# Describe Yourself In One Word



## Carol (was Dara) (Feb 19, 2011)

Indolent.


----------



## BTackitt (Dec 15, 2008)

Chatterbox


----------



## rayhensley (Apr 16, 2011)

Inspired


----------



## tsilver (Aug 9, 2010)

angelic


----------



## Cathryn Grant (Dec 7, 2010)

Driven.


----------



## jabeard (Apr 22, 2011)

Busy.


----------



## NapCat (retired) (Jan 17, 2011)

adventurous


----------



## Guest (May 2, 2011)

superkalifragilisticixbyaladocious


----------



## BTackitt (Dec 15, 2008)

foreverjuly said:


> superkalifragilisticixbyaladocious


You are right Jason.. that's you perfectly!


----------



## Guest (May 2, 2011)

BTackitt said:


> You are right Jason.. that's you perfectly!


----------



## Cristian YoungMiller (Mar 3, 2011)

Pensive


----------



## Ian Weaver (Oct 9, 2010)

Happy


----------



## JRTomlin (Jan 18, 2011)

Focused


----------



## Doug DePew (Mar 26, 2011)

Irreverent


----------



## NogDog (May 1, 2009)

Contrary

No, wait...

Contemplative

Wait...I didn't go yet...

Skeptical

Wait...wait...I know...

Indecisive


----------



## Vianka Van Bokkem (Aug 26, 2010)

Adventurous!


-Vianka


----------



## Margaret (Jan 1, 2010)

reliable


----------



## Dawn McCullough White (Feb 24, 2010)

Optimistic


Dawn


----------



## ayuryogini (Jan 3, 2010)

Kind.


----------



## Thumper (Feb 26, 2009)

Introverted.


----------



## mamiller (Apr 28, 2009)

Hungry


----------



## D/W (Dec 29, 2010)

Grateful


----------



## MeiLinMiranda (Feb 17, 2011)

Eclectic.


----------



## Victorine (Apr 23, 2010)

Determined.


----------



## Mike Cooley (Mar 12, 2011)

maximum-overdrive!

(work full time -- write novels -- play in two bands -- Dad -- husband) 


Mike


----------



## Jeff (Oct 28, 2008)

Curmudgeon.


----------



## CaitLondon (Oct 12, 2010)

Methodical.
Regimented.

I read somewhere that to get a good idea of how you should brand your writing, you should ask 5 friends to give you one word that best describes you. Then build your PR around the most common.


----------



## Joyce DeBacco (Apr 24, 2010)

Depressed.

Joyce


----------



## Mike Cooley (Mar 12, 2011)

Joyce DeBacco said:


> Depressed.
> 
> Joyce


Some of the best novels ever written came from that... so cheer up! Don't make us come down there... 

Mike


----------



## intinst (Dec 23, 2008)

Jeff said:


> Curmudgeon.


LL said you used my word, I told her there could be more than one.


----------



## B-Kay 1325 (Dec 29, 2008)

mothering


----------



## Jeff (Oct 28, 2008)

intinst said:


> LL said you used my word, I told her there could be more than one.

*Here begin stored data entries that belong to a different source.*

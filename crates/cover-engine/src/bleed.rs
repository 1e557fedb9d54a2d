//! Bleed margins per binding type, and bleed coverage inspection

use crate::constants::*;
use crate::dimensions::Dimensions;
use crate::render::RasterSurface;

/// Margin applied symmetrically on both edges of each axis (mm)
#[derive(Debug, Clone, Copy, PartialEq)]
pub struct BleedMeasurement {
    pub horizontal_mm: f64,
    pub vertical_mm: f64,
}

/// Bleed margins for a binding.
///
/// Hardcover: 14.5 mm left/right and 13 mm top/bottom for board turn-in.
/// Softcover: 3 mm trim bleed on every edge.
pub fn bleed_for(is_hardcover: bool) -> BleedMeasurement {
    if is_hardcover {
        BleedMeasurement {
            horizontal_mm: HARDCOVER_EDGE_HORIZONTAL_MM,
            vertical_mm: HARDCOVER_EDGE_VERTICAL_MM,
        }
    } else {
        BleedMeasurement {
            horizontal_mm: SOFTCOVER_EDGE_MM,
            vertical_mm: SOFTCOVER_EDGE_MM,
        }
    }
}

/// Which sheet edges carry artwork inside their bleed strip
#[derive(Debug, Clone, Copy, PartialEq, Eq, Default)]
pub struct BleedStatus {
    pub top: bool,
    pub bottom: bool,
    pub left: bool,
    pub right: bool,
}

impl BleedStatus {
    pub fn is_complete(&self) -> bool {
        self.top && self.bottom && self.left && self.right
    }

    /// Names of the edges whose bleed strip is blank
    pub fn missing_edges(&self) -> Vec<&'static str> {
        [
            ("top", self.top),
            ("bottom", self.bottom),
            ("left", self.left),
            ("right", self.right),
        ]
        .into_iter()
        .filter(|(_, filled)| !filled)
        .map(|(edge, _)| edge)
        .collect()
    }
}

/// Scan a guides-off surface for non-white pixels along each sheet edge.
///
/// The strip holds the pixels lying wholly within [`BLEED_CHECK_MM`] of the
/// edge, converted with the surface's own pixels-per-millimeter ratio.
pub fn inspect_bleed(surface: &RasterSurface, dimensions: &Dimensions) -> BleedStatus {
    let width = surface.width();
    let height = surface.height();
    if width == 0 || height == 0 || dimensions.cover_width_mm <= 0.0 {
        return BleedStatus::default();
    }

    let px_per_mm = width as f64 / dimensions.cover_width_mm;
    let strip = ((BLEED_CHECK_MM * px_per_mm).floor() as u32).clamp(1, width.min(height));

    let has_content = |x0: u32, y0: u32, w: u32, h: u32| {
        (y0..y0 + h).any(|y| {
            (x0..x0 + w).any(|x| {
                let [r, g, b, _] = surface.pixel_rgba(x, y);
                r != 255 || g != 255 || b != 255
            })
        })
    };

    BleedStatus {
        top: has_content(0, 0, width, strip),
        bottom: has_content(0, height - strip, width, strip),
        left: has_content(0, 0, strip, height),
        right: has_content(width - strip, 0, strip, height),
    }
}
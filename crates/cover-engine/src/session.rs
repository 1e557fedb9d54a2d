//! Request versioning for superseded-result discarding
//!
//! Each input change begins a new request with a strictly larger token.
//! Work started for an older token is allowed to finish, but its results
//! are dropped instead of reaching the surface.

use std::fmt;
use std::sync::atomic::{AtomicBool, AtomicU64, Ordering};

use crate::types::{CoverError, Result};

/// Identifies one requested input set
#[derive(Debug, Clone, Copy, PartialEq, Eq, Hash, PartialOrd, Ord)]
pub struct RequestToken(u64);

impl RequestToken {
    pub fn value(self) -> u64 {
        self.0
    }
}

impl fmt::Display for RequestToken {
    fn fmt(&self, f: &mut fmt::Formatter<'_>) -> fmt::Result {
        write!(f, "#{}", self.0)
    }
}

/// Generation counter shared by everyone issuing or checking requests
#[derive(Debug, Default)]
pub struct CoverSession {
    latest: AtomicU64,
    closed: AtomicBool,
}

impl CoverSession {
    pub fn new() -> Self {
        Self::default()
    }

    /// Start a new request, superseding every earlier token
    pub fn begin(&self) -> RequestToken {
        RequestToken(self.latest.fetch_add(1, Ordering::SeqCst) + 1)
    }

    /// Most recently issued token, if any
    pub fn latest(&self) -> Option<RequestToken> {
        match self.latest.load(Ordering::SeqCst) {
            0 => None,
            value => Some(RequestToken(value)),
        }
    }

    pub fn is_current(&self, token: RequestToken) -> bool {
        !self.closed.load(Ordering::SeqCst) && self.latest.load(Ordering::SeqCst) == token.0
    }

    /// Fail with [`CoverError::Superseded`] unless `token` is still current
    pub fn ensure_current(&self, token: RequestToken) -> Result<()> {
        if self.is_current(token) {
            Ok(())
        } else {
            log::debug!("Discarding results of superseded request {}", token);
            Err(CoverError::Superseded(token))
        }
    }

    /// Tear down: every outstanding and future token is stale
    pub fn close(&self) {
        self.closed.store(true, Ordering::SeqCst);
    }

    pub fn is_closed(&self) -> bool {
        self.closed.load(Ordering::SeqCst)
    }
}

Then I'll consider myself in good company.


----------



## Susan in VA (Apr 3, 2009)

^^ Got room for a third?


----------



## Jeff (Oct 28, 2008)

Susan in VA said:


> ^^ Got room for a third?


Ah, yes. The company gets even better.


----------



## Susan in VA (Apr 3, 2009)

<curtseys>


----------



## NogDog (May 1, 2009)

While I am starting to detect signs of curmudgeonliness, I figure I'll wait until I'm at least 60 before I allow it to become my defining word.


----------



## gina1230 (Nov 29, 2009)

Cautious


----------



## JETaylor (Jan 25, 2011)

Short (physical trait.  )

or


Jet-powered


----------



## NapCat (retired) (Jan 17, 2011)

T.L. Haddix said:


> Eccentric.


'ya think? giggle


----------



## Tippy (Dec 8, 2008)

Loyal


----------



## *DrDLN* (dr.s.dhillon) (Jan 19, 2011)

Affectionate


----------



## Die$el (Apr 24, 2011)

Bababadalgharaghtakamminarronnkonnbronntonnerronntuonnthunntrovarrhounawnskawntoohoohoordenenthurnuk!  
And yes, it's a real world.


----------



## telracs (Jul 12, 2009)

green.

and it's not easy.


----------



## CaedemMarquez (Mar 23, 2011)

huh?


----------



## Ben White (Feb 11, 2011)

Ben.

Wait, what?


----------



## kdawna (Feb 16, 2009)

disorganized


----------



## RichardDR (Jul 8, 2010)

indescribable


----------



## Casper Parks (May 1, 2011)

Alien


----------



## jolenekendry (May 3, 2011)

Snarky.

(I do try to keep it in check!)


----------



## anguabell (Jan 9, 2011)

Thumper said:


> Introverted.


Can I share this label with you Thumper?


----------



## patrisha w. (Oct 28, 2008)

English


----------



## Carol (was Dara) (Feb 19, 2011)

Weary.


----------



## Keith Blenman (May 31, 2009)

Dry


----------